Revisit Our 1997 Missy Elliott Supa Dupa Fly Feature: “Play Missy For Me”

Missy Elliott

This article originally appeared in the October 1997 issue of Spin. 


“Beep-beep / Oooh got the keys to the jeep / Vrrrroomm.” I’m drivin’ to the beach—actually a man-made island inside Palm Beach Ocean Studios in West Palm Beach Florida—for the taping of Lil’ Kim’s video “Not Tonight.” Because many of the women from the single’s all-star lineup—Kim, TLC’s Lisa “Left Eye” Lopes, Da Brat, Hot 97’s Angie Martinez, and Missy “Misdemeanor” Elliott—have brought many of their friends here, the room is brimming with people whose futures are so bright, they gotta wear shades. Indoors. Short skirts and tight pants are second skin to bootays that would have Isaac Newton completely stumped. Meanwhile, Lil’ Cease from Junior M.A.F.I.A. and his crew pass out bottles of Hennessy, Martell, and Baileys.
‘Til ungodly hours, each artist tapes her part, each performance a small revelation. Angie is laid back, almost too much so; Kim is femme fatale; Brat, gangsta bitch; Left Eye, reserved. Elliott, who rhymes and sings the hook—a revise of Kool & the Gang’s “Ladies Night”—is last. She paces the floor, looking down, avoiding eyes, but when her turn comes—”Oh what a night / You should be like Missy ‘steada bein’ like Mike”—this reticence dissipates. She flirts with the camera, her movement like the music; cocky, stop’n’start, losing—then catching—the beat and her balance. Elliott’s act is a sly wink, a rest-assured confidence cast toward onlookers. “Missy be killin’ shiiiii…” a guy says rather excitedly.

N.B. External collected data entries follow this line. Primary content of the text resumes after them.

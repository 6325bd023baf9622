//! Repository layer for database operations
//!
//! Every content table goes through the same [`ResourceRepository`]. A table is
//! described by a [`Resource`] implementation: its name, its row type and an
//! enumeration of its writable columns. Column names are never taken from
//! request input, only from those enumerations, and every value is bound as a
//! query parameter.

pub mod events;
pub mod multimedia;
pub mod news;
pub mod publications;
pub mod query;
pub mod resource;

use chrono::{DateTime, NaiveDate, NaiveTime, Utc};
use indexmap::IndexMap;
use serde::Serialize;
use sqlx::{postgres::PgRow, FromRow, Pool, Postgres};

use crate::{
    error::{AppError, AppResult},
    models::{
        category::Category, event::Event, guide::ElectoralGuide, multimedia::Multimedia,
        news::News, publication::Publication, verifier::Verifier,
    },
};

pub use resource::{ResourceRepository, WithCategory};

/// SQL type family of a column, used to parse filter values
#[derive(Debug, Clone, Copy, PartialEq, Eq)]
pub enum ColumnKind {
    Text,
    Integer,
    Boolean,
    Date,
    Timestamp,
    TextArray,
}

/// A value bound to a query placeholder
#[derive(Debug, Clone, PartialEq)]
pub enum FieldValue {
    Text(Option<String>),
    Integer(Option<i32>),
    BigInt(Option<i64>),
    Boolean(Option<bool>),
    Date(Option<NaiveDate>),
    Timestamp(Option<DateTime<Utc>>),
    TextArray(Option<Vec<String>>),
}

impl FieldValue {
    /// Parse a raw query-string value for a column of the given kind
    pub fn parse(kind: ColumnKind, raw: &str) -> Result<Self, String> {
        let raw = raw.trim();
        match kind {
            ColumnKind::Text => Ok(FieldValue::Text(Some(raw.to_string()))),
            ColumnKind::Integer => raw
                .parse::<i32>()
                .map(|v| FieldValue::Integer(Some(v)))
                .map_err(|_| format!("'{}' is not a valid integer", raw)),
            ColumnKind::Boolean => match raw.to_ascii_lowercase().as_str() {
                "true" | "1" | "yes" => Ok(FieldValue::Boolean(Some(true))),
                "false" | "0" | "no" => Ok(FieldValue::Boolean(Some(false))),
                _ => Err(format!("'{}' is not a valid boolean", raw)),
            },
            ColumnKind::Date => NaiveDate::parse_from_str(raw, "%Y-%m-%d")
                .map(|d| FieldValue::Date(Some(d)))
                .map_err(|_| format!("'{}' is not a valid date (YYYY-MM-DD)", raw)),
            ColumnKind::Timestamp => parse_timestamp(raw)
                .map(|t| FieldValue::Timestamp(Some(t)))
                .ok_or_else(|| format!("'{}' is not a valid date or timestamp", raw)),
            ColumnKind::TextArray => Ok(FieldValue::TextArray(Some(
                raw.split(',')
                    .map(|s| s.trim().to_string())
                    .filter(|s| !s.is_empty())
                    .collect(),
            ))),
        }
    }
}

/// Accepts RFC 3339 timestamps or plain dates (midnight UTC)
pub fn parse_timestamp(raw: &str) -> Option<DateTime<Utc>> {
    if let Ok(ts) = DateTime::parse_from_rfc3339(raw) {
        return Some(ts.with_timezone(&Utc));
    }
    NaiveDate::parse_from_str(raw, "%Y-%m-%d")
        .ok()
        .map(|d| d.and_time(NaiveTime::MIN).and_utc())
}

impl From<String> for FieldValue {
    fn from(v: String) -> Self {
        FieldValue::Text(Some(v))
    }
}

impl From<&str> for FieldValue {
    fn from(v: &str) -> Self {
        FieldValue::Text(Some(v.to_string()))
    }
}

impl From<i32> for FieldValue {
    fn from(v: i32) -> Self {
        FieldValue::Integer(Some(v))
    }
}

impl From<i64> for FieldValue {
    fn from(v: i64) -> Self {
        FieldValue::BigInt(Some(v))
    }
}

impl From<bool> for FieldValue {
    fn from(v: bool) -> Self {
        FieldValue::Boolean(Some(v))
    }
}

impl From<NaiveDate> for FieldValue {
    fn from(v: NaiveDate) -> Self {
        FieldValue::Date(Some(v))
    }
}

impl From<DateTime<Utc>> for FieldValue {
    fn from(v: DateTime<Utc>) -> Self {
        FieldValue::Timestamp(Some(v))
    }
}

impl From<Vec<String>> for FieldValue {
    fn from(v: Vec<String>) -> Self {
        FieldValue::TextArray(Some(v))
    }
}

/// Writable column of a resource table
pub trait Column: Copy + Eq + std::fmt::Debug + Send + Sync + 'static {
    /// Every column, in declaration order
    const ALL: &'static [Self];

    /// SQL column name
    fn name(self) -> &'static str;

    fn kind(self) -> ColumnKind;

    /// Resolve a client-supplied name, either the SQL name or its camelCase form
    fn from_name(name: &str) -> Option<Self> {
        Self::ALL
            .iter()
            .copied()
            .find(|c| c.name() == name || camel_case(c.name()) == name)
    }
}

/// `download_url` -> `downloadUrl`
pub fn camel_case(snake: &str) -> String {
    let mut out = String::with_capacity(snake.len());
    let mut upper = false;
    for ch in snake.chars() {
        if ch == '_' {
            upper = true;
        } else if upper {
            out.extend(ch.to_uppercase());
            upper = false;
        } else {
            out.push(ch);
        }
    }
    out
}

/// Declares the column enumeration of a resource table
#[macro_export]
macro_rules! resource_columns {
    (
        $(#[$meta:meta])*
        $vis:vis enum $name:ident {
            $($variant:ident => ($col:literal, $kind:ident)),+ $(,)?
        }
    ) => {
        $(#[$meta])*
        #[derive(Debug, Clone, Copy, PartialEq, Eq, Hash)]
        $vis enum $name {
            $($variant),+
        }

        impl $crate::repository::Column for $name {
            const ALL: &'static [Self] = &[$($name::$variant),+];

            fn name(self) -> &'static str {
                match self {
                    $($name::$variant => $col),+
                }
            }

            fn kind(self) -> $crate::repository::ColumnKind {
                match self {
                    $($name::$variant => $crate::repository::ColumnKind::$kind),+
                }
            }
        }
    };
}

/// Ordered column/value assignments for an insert or update
#[derive(Debug, Clone, PartialEq)]
pub struct Fields<C: Column> {
    entries: Vec<(C, FieldValue)>,
}

impl<C: Column> Default for Fields<C> {
    fn default() -> Self {
        Self { entries: Vec::new() }
    }
}

impl<C: Column> Fields<C> {
    pub fn new() -> Self {
        Self::default()
    }

    /// Set a column, replacing any earlier value for it
    pub fn set(&mut self, column: C, value: impl Into<FieldValue>) {
        let value = value.into();
        match self.entries.iter_mut().find(|(c, _)| *c == column) {
            Some(entry) => entry.1 = value,
            None => self.entries.push((column, value)),
        }
    }

    /// Set a column only when a value was supplied
    pub fn set_opt<V: Into<FieldValue>>(&mut self, column: C, value: Option<V>) {
        if let Some(v) = value {
            self.set(column, v);
        }
    }

    pub fn get(&self, column: C) -> Option<&FieldValue> {
        self.entries.iter().find(|(c, _)| *c == column).map(|(_, v)| v)
    }

    pub fn contains(&self, column: C) -> bool {
        self.get(column).is_some()
    }

    pub fn is_empty(&self) -> bool {
        self.entries.is_empty()
    }

    pub fn len(&self) -> usize {
        self.entries.len()
    }

    pub fn iter(&self) -> impl Iterator<Item = &(C, FieldValue)> {
        self.entries.iter()
    }
}

/// Equality filters (`column = value`, AND-ed)
#[derive(Debug, Clone, PartialEq)]
pub struct Filters<C: Column> {
    entries: Vec<(C, FieldValue)>,
}

impl<C: Column> Default for Filters<C> {
    fn default() -> Self {
        Self { entries: Vec::new() }
    }
}

impl<C: Column> Filters<C> {
    pub fn new() -> Self {
        Self::default()
    }

    pub fn eq(mut self, column: C, value: impl Into<FieldValue>) -> Self {
        self.entries.push((column, value.into()));
        self
    }

    /// Build filters from query-string parameters.
    ///
    /// Empty values are dropped. Unknown columns and values that do not parse
    /// for their column are rejected.
    pub fn from_query(params: &IndexMap<String, String>) -> AppResult<Self> {
        let mut filters = Self::new();
        for (key, raw) in params {
            if raw.trim().is_empty() {
                continue;
            }
            let column = C::from_name(key)
                .ok_or_else(|| AppError::Validation(format!("Unknown filter field '{}'", key)))?;
            let value = FieldValue::parse(column.kind(), raw)
                .map_err(|e| AppError::Validation(format!("Invalid value for '{}': {}", key, e)))?;
            filters.entries.push((column, value));
        }
        Ok(filters)
    }

    pub fn is_empty(&self) -> bool {
        self.entries.is_empty()
    }

    pub fn iter(&self) -> impl Iterator<Item = &(C, FieldValue)> {
        self.entries.iter()
    }
}

/// A request body that maps onto a resource's columns
pub trait Payload<C: Column>:
    serde::de::DeserializeOwned + validator::Validate + Send + 'static
{
    fn into_fields(self) -> Fields<C>;
}

/// A content table served through the generic CRUD layer
pub trait Resource:
    for<'r> FromRow<'r, PgRow> + Serialize + Send + Sync + Unpin + 'static
{
    type Column: Column;
    type Create: Payload<Self::Column>;
    type Update: Payload<Self::Column>;

    const TABLE: &'static str;
    /// Human readable name used in messages
    const LABEL: &'static str;
    /// Columns matched by the default text search
    const SEARCH_COLUMNS: &'static [Self::Column];
    const SLUG: Self::Column;
    /// Column the slug is derived from when the client does not send one
    const SLUG_SOURCE: Self::Column;
}

/// A resource carrying a `categoria_id` reference to `categorias`
pub trait Categorized: Resource {}

/// Requested page after clamping
#[derive(Debug, Clone, Copy, PartialEq, Eq)]
pub struct PageRequest {
    pub page: i64,
    pub limit: i64,
}

impl PageRequest {
    pub fn offset(&self) -> i64 {
        (self.page - 1).max(0).saturating_mul(self.limit)
    }
}

/// Pagination block of the response envelope
#[derive(Debug, Clone, Copy, PartialEq, Eq, Serialize, utoipa::ToSchema)]
#[serde(rename_all = "camelCase")]
pub struct Pagination {
    pub page: i64,
    pub limit: i64,
    pub total: i64,
    /// Absent when `total` only counts the rows of the current page
    #[serde(skip_serializing_if = "Option::is_none")]
    pub total_pages: Option<i64>,
}

impl Pagination {
    pub fn new(request: PageRequest, total: i64) -> Self {
        let limit = request.limit.max(1);
        Self {
            page: request.page,
            limit,
            total,
            total_pages: Some(total.saturating_add(limit - 1) / limit),
        }
    }

    /// Pagination block of an uncounted query: `total` is the page's row count
    pub fn page_only(request: PageRequest, rows: usize) -> Self {
        Self {
            page: request.page,
            limit: request.limit.max(1),
            total: rows as i64,
            total_pages: None,
        }
    }
}

/// One page of rows plus its pagination block
#[derive(Debug, Clone, Serialize)]
pub struct Paginated<T> {
    pub data: Vec<T>,
    pub pagination: Pagination,
}

/// Main repository struct holding database connection pool
#[derive(Clone)]
pub struct Repository {
    pub pool: Pool<Postgres>,
    pub publications: ResourceRepository<Publication>,
    pub categories: ResourceRepository<Category>,
    pub news: ResourceRepository<News>,
    pub multimedia: ResourceRepository<Multimedia>,
    pub events: ResourceRepository<Event>,
    pub guides: ResourceRepository<ElectoralGuide>,
    pub verifiers: ResourceRepository<Verifier>,
}

impl Repository {
    /// Create a new repository with the given database pool
    pub fn new(pool: Pool<Postgres>) -> Self {
        Self {
            publications: ResourceRepository::new(pool.clone()),
            categories: ResourceRepository::new(pool.clone()),
            news: ResourceRepository::new(pool.clone()),
            multimedia: ResourceRepository::new(pool.clone()),
            events: ResourceRepository::new(pool.clone()),
            guides: ResourceRepository::new(pool.clone()),
            verifiers: ResourceRepository::new(pool.clone()),
            pool,
        }
    }

    /// Current database time, used by the readiness check
    pub async fn now(&self) -> AppResult<DateTime<Utc>> {
        let now: DateTime<Utc> = sqlx::query_scalar("SELECT NOW()")
            .fetch_one(&self.pool)
            .await?;
        Ok(now)
    }
}

#[cfg(test)]
mod tests {
    use super::*;

    crate::resource_columns! {
        enum TestColumn {
            Title => ("title", Text),
            IsActive => ("is_active", Boolean),
            Pages => ("pages", Integer),
        }
    }

    #[test]
    fn test_camel_case() {
        assert_eq!(camel_case("download_url"), "downloadUrl");
        assert_eq!(camel_case("is_active"), "isActive");
        assert_eq!(camel_case("title"), "title");
    }

    #[test]
    fn test_column_from_name_accepts_both_spellings() {
        assert_eq!(TestColumn::from_name("is_active"), Some(TestColumn::IsActive));
        assert_eq!(TestColumn::from_name("isActive"), Some(TestColumn::IsActive));
        assert_eq!(TestColumn::from_name("title; DROP TABLE x"), None);
    }

    #[test]
    fn test_filters_drop_empty_values() {
        let mut params = IndexMap::new();
        params.insert("title".to_string(), "".to_string());
        params.insert("isActive".to_string(), "true".to_string());
        let filters = Filters::<TestColumn>::from_query(&params).unwrap();
        let entries: Vec<_> = filters.iter().cloned().collect();
        assert_eq!(entries, vec![(TestColumn::IsActive, FieldValue::Boolean(Some(true)))]);
    }

    #[test]
    fn test_filters_reject_unknown_column() {
        let mut params = IndexMap::new();
        params.insert("password".to_string(), "x".to_string());
        assert!(matches!(
            Filters::<TestColumn>::from_query(&params),
            Err(AppError::Validation(_))
        ));
    }

    #[test]
    fn test_filters_reject_bad_integer() {
        let mut params = IndexMap::new();
        params.insert("pages".to_string(), "many".to_string());
        assert!(Filters::<TestColumn>::from_query(&params).is_err());
    }

    #[test]
    fn test_fields_set_replaces() {
        let mut fields = Fields::<TestColumn>::new();
        fields.set(TestColumn::Title, "a");
        fields.set(TestColumn::Title, "b");
        assert_eq!(fields.len(), 1);
        assert_eq!(fields.get(TestColumn::Title), Some(&FieldValue::from("b")));
    }

    #[test]
    fn test_total_pages_rounds_up() {
        let req = PageRequest { page: 1, limit: 10 };
        assert_eq!(Pagination::new(req, 0).total_pages, Some(0));
        assert_eq!(Pagination::new(req, 10).total_pages, Some(1));
        assert_eq!(Pagination::new(req, 11).total_pages, Some(2));
    }

    #[test]
    fn test_offset_of_last_page_does_not_overflow() {
        let req = PageRequest { page: i64::MAX, limit: 100 };
        assert_eq!(req.offset(), i64::MAX);
        assert_eq!(PageRequest { page: 3, limit: 10 }.offset(), 20);
    }

    #[test]
    fn test_page_only_has_no_page_count() {
        let req = PageRequest { page: 1, limit: 10 };
        let pagination = Pagination::page_only(req, 4);
        assert_eq!(pagination.total, 4);
        assert_eq!(pagination.total_pages, None);
        let json = serde_json::to_value(pagination).unwrap();
        assert!(json.get("totalPages").is_none());
    }

    #[test]
    fn test_parse_timestamp_accepts_dates() {
        let ts = parse_timestamp("2025-03-01").unwrap();
        assert_eq!(ts.to_rfc3339(), "2025-03-01T00:00:00+00:00");
        assert!(parse_timestamp("2025-03-01T10:00:00Z").is_some());
        assert!(parse_timestamp("yesterday").is_none());
    }
}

On the other side of the room, Da Brat is carefully watching Elliott, as have the others. There is an unspoken friendly competition among all of them and Brat knows it. A Grinch grin spreads slowly across her face and, once the set quiets, she yells threateningly across the room, “Hey! Missy!”

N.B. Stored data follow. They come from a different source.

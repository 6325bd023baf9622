//! Generic content service: pagination rules, slug derivation and the
//! not-found mapping shared by every resource

use validator::Validate;

use super::slug::slugify;
use crate::{
    config::PaginationConfig,
    error::{AppError, AppResult},
    repository::{
        Column, FieldValue, Fields, Filters, PageRequest, Paginated, Payload, Resource,
        ResourceRepository,
    },
};

/// Active listings return a single large page
pub const ACTIVE_PAGE: PageRequest = PageRequest { page: 1, limit: 100 };

pub struct ResourceService<R: Resource> {
    repository: ResourceRepository<R>,
    pagination: PaginationConfig,
}

impl<R: Resource> Clone for ResourceService<R> {
    fn clone(&self) -> Self {
        Self {
            repository: self.repository.clone(),
            pagination: self.pagination,
        }
    }
}

impl<R: Resource> ResourceService<R> {
    pub fn new(repository: ResourceRepository<R>, pagination: PaginationConfig) -> Self {
        Self {
            repository,
            pagination,
        }
    }

    pub fn repository(&self) -> &ResourceRepository<R> {
        &self.repository
    }

    /// Clamp client-supplied paging values
    pub fn page_request(&self, page: Option<i64>, limit: Option<i64>) -> PageRequest {
        let (page, limit) = self.pagination.clamp(page, limit);
        PageRequest { page, limit }
    }

    /// Clamp a plain `limit` (lists without a pagination block)
    pub fn limit(&self, limit: Option<i64>, default: i64) -> i64 {
        limit
            .filter(|l| *l >= 1)
            .unwrap_or(default)
            .min(self.pagination.max_limit)
    }

    pub async fn list(
        &self,
        page: PageRequest,
        filters: &Filters<R::Column>,
    ) -> AppResult<Paginated<R>> {
        self.repository.list_page(page, filters).await
    }

    pub async fn get_by_id(&self, id: i32) -> AppResult<R> {
        self.repository
            .get_by_id(id)
            .await?
            .ok_or_else(|| AppError::NotFound(format!("{} with id {} not found", R::LABEL, id)))
    }

    pub async fn get_by_slug(&self, slug: &str) -> AppResult<R> {
        self.repository
            .get_by_slug(slug)
            .await?
            .ok_or_else(|| AppError::NotFound(format!("{} '{}' not found", R::LABEL, slug)))
    }

    pub async fn create(&self, payload: R::Create) -> AppResult<R> {
        payload.validate()?;
        let mut fields = payload.into_fields();
        derive_slug::<R>(&mut fields);

        let record = self.repository.insert(&fields).await?;
        tracing::info!(table = R::TABLE, "{} created", R::LABEL);
        Ok(record)
    }

    /// Partial update; a new title (or name) regenerates the slug unless one
    /// is supplied
    pub async fn update(&self, id: i32, payload: R::Update) -> AppResult<R> {
        payload.validate()?;
        let mut fields = payload.into_fields();
        derive_slug::<R>(&mut fields);

        self.repository
            .update(id, &fields)
            .await?
            .ok_or_else(|| AppError::NotFound(format!("{} with id {} not found", R::LABEL, id)))
    }

    pub async fn delete(&self, id: i32) -> AppResult<R> {
        let record = self
            .repository
            .delete(id)
            .await?
            .ok_or_else(|| AppError::NotFound(format!("{} with id {} not found", R::LABEL, id)))?;
        tracing::info!(table = R::TABLE, id, "{} deleted", R::LABEL);
        Ok(record)
    }

    /// Case-insensitive substring search over the resource's search columns
    pub async fn search(&self, term: Option<&str>, page: PageRequest) -> AppResult<Paginated<R>> {
        let term = require_term(term)?;
        self.repository.search(term, R::SEARCH_COLUMNS, page).await
    }

    /// Listing restricted to one value of an enumerated column
    pub async fn list_by(
        &self,
        column: R::Column,
        value: impl Into<FieldValue>,
        page: PageRequest,
    ) -> AppResult<Paginated<R>> {
        let filters = Filters::new().eq(column, value);
        self.repository.list_page(page, &filters).await
    }
}

/// Reject a missing or blank search term
pub fn require_term(term: Option<&str>) -> AppResult<&str> {
    match term.map(str::trim) {
        Some(t) if !t.is_empty() => Ok(t),
        _ => Err(AppError::Validation("Search term 'q' is required".to_string())),
    }
}

/// Fill in the slug from the slug source column when the client sent none
fn derive_slug<R: Resource>(fields: &mut Fields<R::Column>) {
    let has_slug = matches!(
        fields.get(R::SLUG),
        Some(FieldValue::Text(Some(s))) if !s.trim().is_empty()
    );
    if has_slug {
        return;
    }

    let derived = match fields.get(R::SLUG_SOURCE) {
        Some(FieldValue::Text(Some(source))) => slugify(source),
        _ => return,
    };
    if !derived.is_empty() {
        tracing::debug!(column = R::SLUG.name(), slug = %derived, "derived slug");
        fields.set(R::SLUG, derived);
    }
}

#[cfg(test)]
mod tests {
    use super::*;
    use crate::models::{
        category::{Category, CategoryColumn},
        publication::{Publication, PublicationColumn},
    };

    #[test]
    fn test_slug_derived_from_title() {
        let mut fields = Fields::new();
        fields.set(PublicationColumn::Title, "Informe X");
        derive_slug::<Publication>(&mut fields);
        assert_eq!(
            fields.get(PublicationColumn::Slug),
            Some(&FieldValue::from("informe-x"))
        );
    }

    #[test]
    fn test_explicit_slug_is_kept() {
        let mut fields = Fields::new();
        fields.set(PublicationColumn::Title, "Informe X");
        fields.set(PublicationColumn::Slug, "mi-informe");
        derive_slug::<Publication>(&mut fields);
        assert_eq!(
            fields.get(PublicationColumn::Slug),
            Some(&FieldValue::from("mi-informe"))
        );
    }

    #[test]
    fn test_categories_derive_from_name() {
        let mut fields = Fields::new();
        fields.set(CategoryColumn::Name, "Observación Electoral");
        derive_slug::<Category>(&mut fields);
        assert_eq!(
            fields.get(CategoryColumn::Slug),
            Some(&FieldValue::from("observacion-electoral"))
        );
    }

    #[test]
    fn test_no_source_no_slug() {
        let mut fields = Fields::new();
        fields.set(PublicationColumn::Featured, true);
        derive_slug::<Publication>(&mut fields);
        assert!(!fields.contains(PublicationColumn::Slug));
    }

    #[tokio::test]
    async fn test_huge_page_number_is_capped() {
        let pool = sqlx::postgres::PgPoolOptions::new()
            .connect_lazy("postgres://localhost/coalicion")
            .unwrap();
        let service: ResourceService<Publication> =
            ResourceService::new(ResourceRepository::new(pool), PaginationConfig::default());

        let page = service.page_request(Some(i64::MAX), Some(50));
        assert_eq!(page.limit, 50);
        assert!(page.offset() >= 0);
        assert!(page.offset() <= i64::MAX - page.limit);
    }

    #[test]
    fn test_require_term() {
        assert!(require_term(None).is_err());
        assert!(require_term(Some("   ")).is_err());
        assert_eq!(require_term(Some(" voto ")).unwrap(), "voto");
    }
}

Elliott looks up. Yells back, “Whut?”

Brat laughs. Throws a mo’-power-to-ya fist in the air. “Fuck you, nigga!”

There are reasons 25-year-old Missy “Misdemeanor” Elliott commands such respect. Before the take-no-prisoners summer single “The Rain (Supa Dupa Fly)” and her much-anticipated solo debut Supa Dupa Fly CD, she had already compiled an impressive discography, writing and rapping on songs—hits, smash hits—for folks like Aaliyah, SWV, Ginuwine, 702, Gina Thompson, New Edition, Sean “Puffy” Combs, and Total. “I’m not a conceited person. I’m real humble. And I’m shy,” says the woman who won’t sing with anyone in the studio (except the engineer.). “But you give yourself credit. I mean, if somebody tell you you look nice, you say thank you, but it’s obvious in your mind that you done spent hours trying to get dressed and you know: This is hot.”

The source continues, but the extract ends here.